> [What is being asked] What lines in the data below mention the string "value"? Copy them out.
(Input)
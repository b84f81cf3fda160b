mod common;

// crates.io
use axum::{
	body::Body,
	http::{Request, StatusCode, header},
	response::Response,
};
use httpmock::prelude::*;
use tower::ServiceExt;
// self
use authz_sidecar::check::{
	AUTHORITY_PSEUDO_HEADER, AuthorizationDecision, HOST_HEADER, REPOSITORY_HEADER,
};
use common::*;

async fn mock_token_endpoint<'a>(server: &'a MockServer, token: &str) -> httpmock::Mock<'a> {
	let token = token.to_owned();

	server
		.mock_async(move |when, then| {
			when.method(GET).path("/token");
			then.status(200)
				.header("content-type", "application/json")
				.json_body(serde_json::json!({ "value": token }));
		})
		.await
}

async fn decision_from(response: Response) -> AuthorizationDecision {
	let body = axum::body::to_bytes(response.into_body(), usize::MAX)
		.await
		.expect("Check response body should be readable.");

	serde_json::from_slice(&body).expect("Check response body should deserialize as a decision.")
}

fn native_header(response: &Response, name: &str) -> Option<String> {
	response
		.headers()
		.get(name)
		.map(|value| value.to_str().expect("Header value should be ASCII.").to_owned())
}

#[tokio::test]
async fn check_mirrors_headers_into_body_and_response() {
	let server = MockServer::start_async().await;
	let token = fresh_jwt();
	let _mock = mock_token_endpoint(&server, &token).await;
	let router = router_for(&server);
	let response = router
		.oneshot(
			Request::builder()
				.uri("/check")
				.header(header::HOST, "svc.example.com:8080")
				.header(header::USER_AGENT, "envoy")
				.body(Body::empty())
				.expect("Check request should build."),
		)
		.await
		.expect("Router should answer the check request.");

	assert_eq!(response.status(), StatusCode::OK);

	let bearer = format!("Bearer {token}");

	assert_eq!(native_header(&response, TOKEN_HEADER), Some(bearer.clone()));
	assert_eq!(native_header(&response, REPOSITORY_HEADER), Some(REPOSITORY.to_owned()));
	assert_eq!(native_header(&response, HOST_HEADER), Some("svc.example.com:443".to_owned()));

	let decision = decision_from(response).await;
	let headers = &decision.http_response.headers;

	assert_eq!(decision.status.code, 200);
	assert_eq!(headers.get(TOKEN_HEADER), Some(&bearer));
	assert_eq!(headers.get(REPOSITORY_HEADER), Some(&REPOSITORY.to_owned()));
	assert_eq!(
		headers.get(AUTHORITY_PSEUDO_HEADER),
		Some(&"svc.example.com:443".to_owned()),
	);
	assert_eq!(headers.get(HOST_HEADER), Some(&"svc.example.com:443".to_owned()));
}

#[tokio::test]
async fn check_prefers_the_request_uri_authority() {
	let server = MockServer::start_async().await;
	let token = fresh_jwt();
	let _mock = mock_token_endpoint(&server, &token).await;
	let router = router_for(&server);
	// Absolute-form URI carries the `:authority` pseudo-header on the wire.
	let response = router
		.oneshot(
			Request::builder()
				.uri("http://pseudo.example.com:8080/check")
				.header(header::HOST, "fallback.example.com:9090")
				.body(Body::empty())
				.expect("Check request should build."),
		)
		.await
		.expect("Router should answer the check request.");
	let decision = decision_from(response).await;

	assert_eq!(
		decision.http_response.headers.get(AUTHORITY_PSEUDO_HEADER),
		Some(&"pseudo.example.com:443".to_owned()),
	);
}

#[tokio::test]
async fn out_of_zone_authority_passes_through_unchanged() {
	let server = MockServer::start_async().await;
	let token = fresh_jwt();
	let _mock = mock_token_endpoint(&server, &token).await;
	let router = router_for(&server);
	let response = router
		.oneshot(
			Request::builder()
				.uri("/check")
				.header(header::HOST, "other.org:8080")
				.body(Body::empty())
				.expect("Check request should build."),
		)
		.await
		.expect("Router should answer the check request.");
	let decision = decision_from(response).await;

	assert_eq!(
		decision.http_response.headers.get(AUTHORITY_PSEUDO_HEADER),
		Some(&"other.org:8080".to_owned()),
	);
}

#[tokio::test]
async fn in_zone_authority_without_port_is_not_touched() {
	let server = MockServer::start_async().await;
	let token = fresh_jwt();
	let _mock = mock_token_endpoint(&server, &token).await;
	let router = router_for(&server);
	let response = router
		.oneshot(
			Request::builder()
				.uri("/check")
				.header(header::HOST, "svc.example.com")
				.body(Body::empty())
				.expect("Check request should build."),
		)
		.await
		.expect("Router should answer the check request.");
	let decision = decision_from(response).await;

	assert_eq!(
		decision.http_response.headers.get(AUTHORITY_PSEUDO_HEADER),
		Some(&"svc.example.com".to_owned()),
	);
}

#[tokio::test]
async fn check_without_authority_omits_authority_headers() {
	let server = MockServer::start_async().await;
	let token = fresh_jwt();
	let _mock = mock_token_endpoint(&server, &token).await;
	let router = router_for(&server);
	let response = router
		.oneshot(
			Request::builder()
				.uri("/check")
				.body(Body::empty())
				.expect("Check request should build."),
		)
		.await
		.expect("Router should answer the check request.");

	assert_eq!(response.status(), StatusCode::OK);

	let decision = decision_from(response).await;
	let headers = &decision.http_response.headers;

	assert!(headers.contains_key(TOKEN_HEADER));
	assert!(headers.contains_key(REPOSITORY_HEADER));
	assert!(!headers.contains_key(AUTHORITY_PSEUDO_HEADER));
	assert!(!headers.contains_key(HOST_HEADER));
}

#[tokio::test]
async fn token_failure_yields_500_without_authorization_headers() {
	let server = MockServer::start_async().await;
	let _mock = server
		.mock_async(|when, then| {
			when.method(GET).path("/token");
			then.status(500);
		})
		.await;
	let router = router_for(&server);
	let response = router
		.oneshot(
			Request::builder()
				.uri("/check")
				.header(header::HOST, "svc.example.com:8080")
				.body(Body::empty())
				.expect("Check request should build."),
		)
		.await
		.expect("Router should answer the check request.");

	assert_eq!(response.status(), StatusCode::INTERNAL_SERVER_ERROR);
	assert_eq!(native_header(&response, TOKEN_HEADER), None);
	assert_eq!(native_header(&response, REPOSITORY_HEADER), None);
	assert_eq!(native_header(&response, HOST_HEADER), None);
}

#[tokio::test]
async fn healthz_answers_without_touching_the_provider() {
	let server = MockServer::start_async().await;
	let mock = server
		.mock_async(|when, then| {
			when.method(GET).path("/token");
			then.status(200)
				.header("content-type", "application/json")
				.json_body(serde_json::json!({ "value": fresh_jwt() }));
		})
		.await;
	let router = router_for(&server);
	let response = router
		.oneshot(
			Request::builder()
				.uri("/healthz")
				.body(Body::empty())
				.expect("Health request should build."),
		)
		.await
		.expect("Router should answer the health request.");

	assert_eq!(response.status(), StatusCode::OK);

	let body = axum::body::to_bytes(response.into_body(), usize::MAX)
		.await
		.expect("Health response body should be readable.");

	assert_eq!(&body[..], b"OK");
	assert_eq!(mock.hits_async().await, 0);
}

#[tokio::test]
async fn unknown_paths_are_rejected_with_404() {
	let server = MockServer::start_async().await;
	let router = router_for(&server);
	let response = router
		.oneshot(
			Request::builder()
				.uri("/metrics")
				.body(Body::empty())
				.expect("Request should build."),
		)
		.await
		.expect("Router should answer the request.");

	assert_eq!(response.status(), StatusCode::NOT_FOUND);
}

#[tokio::test]
async fn check_subpaths_route_to_the_handler() {
	let server = MockServer::start_async().await;
	let token = fresh_jwt();
	let _mock = mock_token_endpoint(&server, &token).await;
	let router = router_for(&server);
	let response = router
		.oneshot(
			Request::builder()
				.uri("/check/extra/segments")
				.body(Body::empty())
				.expect("Check request should build."),
		)
		.await
		.expect("Router should answer the check request.");

	assert_eq!(response.status(), StatusCode::OK);
}

#[tokio::test]
async fn concurrent_checks_observe_one_credential() {
	let server = MockServer::start_async().await;
	let token = fresh_jwt();
	let expected = format!("Bearer {token}");
	let mock = server
		.mock_async(move |when, then| {
			when.method(GET).path("/token");
			then.status(200)
				.header("content-type", "application/json")
				.json_body(serde_json::json!({ "value": token }))
				.delay(std::time::Duration::from_millis(200));
		})
		.await;
	let router = router_for(&server);
	let mut handles = Vec::new();

	for _ in 0..6 {
		let router = router.clone();

		handles.push(tokio::spawn(async move {
			router
				.oneshot(
					Request::builder()
						.uri("/check")
						.body(Body::empty())
						.expect("Check request should build."),
				)
				.await
				.expect("Router should answer the check request.")
		}));
	}

	for handle in handles {
		let response = handle.await.expect("Check task should not panic.");

		assert_eq!(response.status(), StatusCode::OK);
		assert_eq!(native_header(&response, TOKEN_HEADER), Some(expected.clone()));
	}

	assert_eq!(mock.hits_async().await, 1);
}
(End Input)
> [Exercise answer]
				.json_body(serde_json::json!({ "value": token }));
		.map(|value| value.to_str().expect("Header value should be ASCII.").to_owned())
				.json_body(serde_json::json!({ "value": fresh_jwt() }));
				.json_body(serde_json::json!({ "value": token }))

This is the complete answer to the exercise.